■ **Goal of the exercise**: Which lines in the data below contain the word "display"? Return each of them.
** Records for the exercise follows **
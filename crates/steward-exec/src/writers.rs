// SPDX-License-Identifier: MIT OR Apache-2.0
//! External writers: the only code in the system that performs a side
//! effect. The daemon hands a writer fully-resolved arguments (body text,
//! not paths); any error is caught there and recorded as a terminal `error`
//! on the item.

use crate::forum::ForumClient;
use anyhow::{Context, Result, bail};
use async_trait::async_trait;
use base64::Engine as _;
use base64::engine::general_purpose::URL_SAFE_NO_PAD;
use serde_json::json;
use std::path::{Path, PathBuf};
use std::time::Duration;

/// Per-request timeout for write calls.
const WRITE_TIMEOUT: Duration = Duration::from_secs(30);

/// The four external actions the executor can perform.
#[async_trait]
pub trait ActionWriter: Send + Sync {
    /// Send an email.
    async fn send_email(&self, to: &str, subject: &str, body: &str) -> Result<()>;

    /// Insert a calendar event.
    async fn create_event(
        &self,
        calendar_id: &str,
        title: &str,
        start_iso: &str,
        end_iso: &str,
        description: &str,
        attendees: &[String],
    ) -> Result<()>;

    /// Publish a forum post.
    async fn create_post(&self, title: &str, body: &str) -> Result<()>;

    /// Publish a forum reply.
    async fn reply_post(&self, post_id: &str, body: &str) -> Result<()>;
}

/// Read an OAuth access token from a local token file: either a JSON object
/// with `access_token`/`token`, or the bare token string.
fn read_bearer_token(path: &Path) -> Result<String> {
    let raw = std::fs::read_to_string(path)
        .with_context(|| format!("read token file {}", path.display()))?;
    if let Ok(data) = serde_json::from_str::<serde_json::Value>(&raw) {
        if let Some(tok) = data["access_token"].as_str().or_else(|| data["token"].as_str()) {
            return Ok(tok.to_string());
        }
    }
    let trimmed = raw.trim();
    if trimmed.is_empty() {
        bail!("token file {} is empty", path.display());
    }
    Ok(trimmed.to_string())
}

async fn check_status(resp: reqwest::Response) -> Result<()> {
    let status = resp.status();
    if !status.is_success() {
        let body = resp.text().await.unwrap_or_default();
        bail!(
            "writer endpoint returned {status}: {}",
            body.chars().take(300).collect::<String>()
        );
    }
    Ok(())
}

/// Sends mail through the Gmail REST surface with a stored bearer token.
#[derive(Debug, Clone)]
pub struct GmailRestWriter {
    base_url: String,
    token_path: PathBuf,
    client: reqwest::Client,
}

impl GmailRestWriter {
    /// A writer using the token at `token_path`.
    pub fn new(base_url: impl Into<String>, token_path: impl Into<PathBuf>) -> Self {
        Self {
            base_url: base_url.into().trim_end_matches('/').to_string(),
            token_path: token_path.into(),
            client: reqwest::Client::new(),
        }
    }

    /// Compose the RFC-822 message and send it as base64url raw content.
    pub async fn send(&self, to: &str, subject: &str, body: &str) -> Result<()> {
        let token = read_bearer_token(&self.token_path)?;
        let mime = format!(
            "To: {to}\r\nSubject: {subject}\r\nContent-Type: text/plain; charset=\"UTF-8\"\r\n\r\n{body}"
        );
        let raw = URL_SAFE_NO_PAD.encode(mime.as_bytes());

        let resp = self
            .client
            .post(format!(
                "{}/gmail/v1/users/me/messages/send",
                self.base_url
            ))
            .timeout(WRITE_TIMEOUT)
            .bearer_auth(token)
            .json(&json!({"raw": raw}))
            .send()
            .await?;
        check_status(resp).await
    }
}

/// Inserts events through the Calendar REST surface with a stored bearer
/// token.
#[derive(Debug, Clone)]
pub struct CalendarRestWriter {
    base_url: String,
    token_path: PathBuf,
    client: reqwest::Client,
}

impl CalendarRestWriter {
    /// A writer using the token at `token_path`.
    pub fn new(base_url: impl Into<String>, token_path: impl Into<PathBuf>) -> Self {
        Self {
            base_url: base_url.into().trim_end_matches('/').to_string(),
            token_path: token_path.into(),
            client: reqwest::Client::new(),
        }
    }

    /// Insert one event.
    pub async fn insert(
        &self,
        calendar_id: &str,
        title: &str,
        start_iso: &str,
        end_iso: &str,
        description: &str,
        attendees: &[String],
    ) -> Result<()> {
        let token = read_bearer_token(&self.token_path)?;
        let body = json!({
            "summary": title,
            "description": description,
            "start": {"dateTime": start_iso},
            "end": {"dateTime": end_iso},
            "attendees": attendees.iter().map(|a| json!({"email": a})).collect::<Vec<_>>(),
        });

        let resp = self
            .client
            .post(format!(
                "{}/calendar/v3/calendars/{calendar_id}/events",
                self.base_url
            ))
            .timeout(WRITE_TIMEOUT)
            .bearer_auth(token)
            .json(&body)
            .send()
            .await?;
        check_status(resp).await
    }
}

/// The production writer set: Gmail-style mail, Calendar-style events, and
/// the forum client for posts and replies.
pub struct DefaultWriters {
    mail: GmailRestWriter,
    calendar: CalendarRestWriter,
    forum: ForumClient,
}

impl DefaultWriters {
    /// Compose the three concrete writers.
    pub fn new(mail: GmailRestWriter, calendar: CalendarRestWriter, forum: ForumClient) -> Self {
        Self {
            mail,
            calendar,
            forum,
        }
    }
}

#[async_trait]
impl ActionWriter for DefaultWriters {
    async fn send_email(&self, to: &str, subject: &str, body: &str) -> Result<()> {
        self.mail.send(to, subject, body).await
    }

    async fn create_event(
        &self,
        calendar_id: &str,
        title: &str,
        start_iso: &str,
        end_iso: &str,
        description: &str,
        attendees: &[String],
    ) -> Result<()> {
        self.calendar
            .insert(calendar_id, title, start_iso, end_iso, description, attendees)
            .await
    }

    async fn create_post(&self, title: &str, body: &str) -> Result<()> {
        self.forum.create_post(title, body).await.map(|_| ())
    }

    async fn reply_post(&self, post_id: &str, body: &str) -> Result<()> {
        self.forum.reply_post(post_id, body).await.map(|_| ())
    }
}
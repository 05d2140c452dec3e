// SPDX-License-Identifier: MIT OR Apache-2.0
//! `steward-execd` — the executor daemon binary.

#![deny(unsafe_code)]

use anyhow::{Context, Result};
use clap::Parser;
use std::path::PathBuf;
use std::sync::Arc;
use std::time::Duration;
use steward_config::Config;
use steward_exec::writers::{CalendarRestWriter, GmailRestWriter};
use steward_exec::{DefaultWriters, ExecutorDaemon};
use tracing::info;
use tracing_subscriber::EnvFilter;

#[derive(Parser, Debug)]
#[command(name = "steward-execd", version, about = "Steward executor daemon")]
struct Cli {
    /// Artifact directory shared with the orchestrator.
    #[arg(long, default_value = "artifacts")]
    artifacts: PathBuf,

    /// Poll interval in milliseconds.
    #[arg(long, default_value_t = 500)]
    poll_ms: u64,

    /// Enable debug logging.
    #[arg(long)]
    debug: bool,
}

fn env_or(name: &str, default: &str) -> String {
    std::env::var(name).unwrap_or_else(|_| default.to_string())
}

#[tokio::main]
async fn main() -> Result<()> {
    let cli = Cli::parse();

    let filter = if cli.debug {
        EnvFilter::new("debug")
    } else {
        EnvFilter::try_from_default_env().unwrap_or_else(|_| EnvFilter::new("info"))
    };
    tracing_subscriber::fmt().with_env_filter(filter).init();

    let cfg = Config::from_env();
    for warning in cfg.validate().context("validate configuration")? {
        tracing::warn!(%warning, "configuration warning");
    }

    let mail = GmailRestWriter::new(
        env_or("GMAIL_API_BASE_URL", "https://gmail.googleapis.com"),
        env_or("GMAIL_SEND_TOKEN", "secrets/tokens/gmail_send_token.json"),
    );
    let calendar = CalendarRestWriter::new(
        env_or("GCAL_API_BASE_URL", "https://www.googleapis.com"),
        env_or("GCAL_WRITE_TOKEN", "secrets/tokens/gcal_write_token.json"),
    );
    let forum = steward_exec::forum::ForumClient::from_credentials_file(
        cfg.forum_base_url.clone(),
        &cfg.forum_credentials_path,
    )
    .unwrap_or_else(|e| {
        tracing::warn!(error = %e, "forum credentials unavailable; forum writes will fail");
        steward_exec::forum::ForumClient::new(
            cfg.forum_base_url.clone(),
            steward_exec::forum::ForumCredentials {
                api_key: String::new(),
                agent_name: "steward".to_string(),
            },
        )
    });

    let daemon = ExecutorDaemon::new(
        &cli.artifacts,
        cfg.exec_secret_bytes().to_vec(),
        Arc::new(DefaultWriters::new(mail, calendar, forum)),
    )
    .context("start executor daemon")?
    .with_poll_interval(Duration::from_millis(cli.poll_ms));

    tokio::select! {
        _ = daemon.run() => {}
        _ = tokio::signal::ctrl_c() => {
            info!("shutting down");
        }
    }
    Ok(())
}
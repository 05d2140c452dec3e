// SPDX-License-Identifier: MIT OR Apache-2.0
//! Minimal forum API client.
//!
//! Credentials live in a local JSON file (`{"api_key": ..., "agent_name":
//! ...}`); every request carries the bearer key plus the agent name in both
//! `User-Agent` and `X-Agent-Name`. Shared by the feed reader on the
//! orchestrator side and the post/reply writers on the executor side.

use anyhow::{Context, Result, bail};
use serde_json::{Value, json};
use std::path::Path;
use std::time::Duration;

/// Per-request timeout for forum calls.
const REQUEST_TIMEOUT: Duration = Duration::from_secs(30);

/// Credentials for the forum API.
#[derive(Debug, Clone)]
pub struct ForumCredentials {
    /// Bearer key.
    pub api_key: String,
    /// Agent name advertised on every request.
    pub agent_name: String,
}

/// Load credentials from a JSON file, accepting both snake_case and
/// camelCase field names. `~` expands to the home directory.
pub fn load_credentials(path: &str) -> Result<ForumCredentials> {
    let expanded = expand_tilde(path);
    let raw = std::fs::read_to_string(&expanded)
        .with_context(|| format!("read forum credentials at {expanded}"))?;
    let data: Value = serde_json::from_str(&raw).context("parse forum credentials JSON")?;

    let api_key = data["api_key"]
        .as_str()
        .or_else(|| data["apiKey"].as_str())
        .unwrap_or("")
        .to_string();
    if api_key.is_empty() {
        bail!("missing api_key in forum credentials");
    }
    let agent_name = data["agent_name"]
        .as_str()
        .or_else(|| data["agentName"].as_str())
        .unwrap_or("steward")
        .to_string();
    Ok(ForumCredentials {
        api_key,
        agent_name,
    })
}

fn expand_tilde(path: &str) -> String {
    if let Some(rest) = path.strip_prefix("~/")
        && let Ok(home) = std::env::var("HOME")
    {
        return format!("{home}/{rest}");
    }
    path.to_string()
}

/// HTTP client for one forum instance.
#[derive(Debug, Clone)]
pub struct ForumClient {
    base_url: String,
    credentials: ForumCredentials,
    client: reqwest::Client,
}

impl ForumClient {
    /// A client for `base_url` with the given credentials.
    pub fn new(base_url: impl Into<String>, credentials: ForumCredentials) -> Self {
        Self {
            base_url: base_url.into().trim_end_matches('/').to_string(),
            credentials,
            client: reqwest::Client::new(),
        }
    }

    /// A client whose credentials are loaded from `credentials_path`.
    pub fn from_credentials_file(
        base_url: impl Into<String>,
        credentials_path: &str,
    ) -> Result<Self> {
        Ok(Self::new(base_url, load_credentials(credentials_path)?))
    }

    fn request(&self, method: reqwest::Method, path: &str) -> reqwest::RequestBuilder {
        self.client
            .request(method, format!("{}{path}", self.base_url))
            .timeout(REQUEST_TIMEOUT)
            .bearer_auth(&self.credentials.api_key)
            .header("User-Agent", &self.credentials.agent_name)
            .header("X-Agent-Name", &self.credentials.agent_name)
    }

    async fn read_checked(resp: reqwest::Response) -> Result<Value> {
        let status = resp.status();
        let body = resp.text().await.unwrap_or_default();
        if !status.is_success() {
            bail!(
                "forum returned {status}: {}",
                body.chars().take(300).collect::<String>()
            );
        }
        Ok(serde_json::from_str(&body).unwrap_or(Value::String(body)))
    }

    /// Fetch the feed: a list of raw post objects.
    pub async fn list_posts(&self, sort: &str, limit: u32) -> Result<Vec<Value>> {
        let resp = self
            .request(
                reqwest::Method::GET,
                &format!("/posts?sort={sort}&limit={limit}"),
            )
            .send()
            .await?;
        let data = Self::read_checked(resp).await?;

        if let Some(posts) = data["posts"].as_array() {
            return Ok(posts.clone());
        }
        if let Value::Array(posts) = data {
            return Ok(posts);
        }
        Ok(Vec::new())
    }

    /// Fetch one post by id.
    pub async fn get_post(&self, post_id: &str) -> Result<Value> {
        let resp = self
            .request(reqwest::Method::GET, &format!("/posts/{post_id}"))
            .send()
            .await?;
        Self::read_checked(resp).await
    }

    /// Publish a new post.
    pub async fn create_post(&self, title: &str, content: &str) -> Result<Value> {
        let resp = self
            .request(reqwest::Method::POST, "/posts")
            .json(&json!({"title": title, "content": content}))
            .send()
            .await?;
        Self::read_checked(resp).await
    }

    /// Publish a reply under a post.
    pub async fn reply_post(&self, post_id: &str, content: &str) -> Result<Value> {
        let resp = self
            .request(reqwest::Method::POST, &format!("/posts/{post_id}/comments"))
            .json(&json!({"content": content}))
            .send()
            .await?;
        Self::read_checked(resp).await
    }
}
** End of Records for the exercise **
■ **Answer space**:
        .with_context(|| format!("read token file {}", path.display()))?;
        bail!("token file {} is empty", path.display());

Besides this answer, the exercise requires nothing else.